Personal information
- Full name: Steven Da Rui
- Born: 24 March 1964 (age 62) Mount Lawley
- Original team: St Marks
- Height: 183 cm (6 ft 0 in)
- Weight: 87 kg (192 lb)
- Position: Half back/ Ruck Rover/ centre

Playing career^{1}
- Years: Club / Games (Goals)
- 1981–1986: East Perth / 86 (16)
- 1988–1991: Carlton / 55 (5)
- ^{1} Playing statistics correct to the end of 1991.

= Steven Da Rui =

Australian rules footballer

Steven Da Rui (born 24 March 1964) is a former Australian rules footballer who played with Carlton in the Victorian/Australian Football League (VFL/AFL).

Remembered as a hard-hitting, determined customer who took no prisoners on the football field. Da Rui, the son of Italian immigrants, played his early football at St Marks before joining WAFL club East Perth. Although used mainly as a half back flanker, he had perhaps his best season in 1986 when he played as a ruck-rover.

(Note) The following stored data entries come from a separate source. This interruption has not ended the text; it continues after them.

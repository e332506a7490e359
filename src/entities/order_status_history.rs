use async_trait::async_trait;
use chrono::{DateTime, Utc};
use sea_orm::entity::prelude::*;
use sea_orm::{ActiveValue, Set};
use serde::{Deserialize, Serialize};
use uuid::Uuid;

/// Append-only status transition record, one row per transition. Order
/// creation writes a synthetic draft→draft row.
#[derive(Clone, Debug, PartialEq, Eq, DeriveEntityModel, Serialize, Deserialize)]
#[sea_orm(table_name = "order_status_history")]
pub struct Model {
    #[sea_orm(primary_key, auto_increment = false)]
    pub id: Uuid,
    pub order_id: Uuid,
    pub from_status: String,
    pub to_status: String,
    pub changed_by: Option<String>,
    pub reason: Option<String>,
    pub metadata: Option<Json>,
    pub created_at: DateTime<Utc>,
}

#[derive(Copy, Clone, Debug, EnumIter, DeriveRelation)]
pub enum Relation {
    #[sea_orm(
        belongs_to = "super::order::Entity",
        from = "Column::OrderId",
        to = "super::order::Column::Id"
    )]
    Order,
}

impl Related<super::order::Entity> for Entity {
    fn to() -> RelationDef {
        Relation::Order.def()
    }
}

#[async_trait]
impl ActiveModelBehavior for ActiveModel {
    async fn before_save<C: ConnectionTrait>(self, _db: &C, _insert: bool) -> Result<Self, DbErr>
    where
        C: ConnectionTrait,
    {
        let mut active_model = self;
        if let ActiveValue::NotSet = active_model.created_at {
            active_model.created_at = Set(Utc::now());
        }
        Ok(active_model)
    }
}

He was picked up by Carlton for the 1987 season but didn't feature in the seniors, instead spending the year in the reserves and winning a premiership. Da Rui became a regular in Carlton's VFL team in 1988 and participated in 20 games, including three finals. In the preliminary final, he was involved in an incident with Steven O'Dwyer which saw the Melbourne player miss the grand final through suspension. He represented Western Australia in their 1990 State of Origin match against Victoria.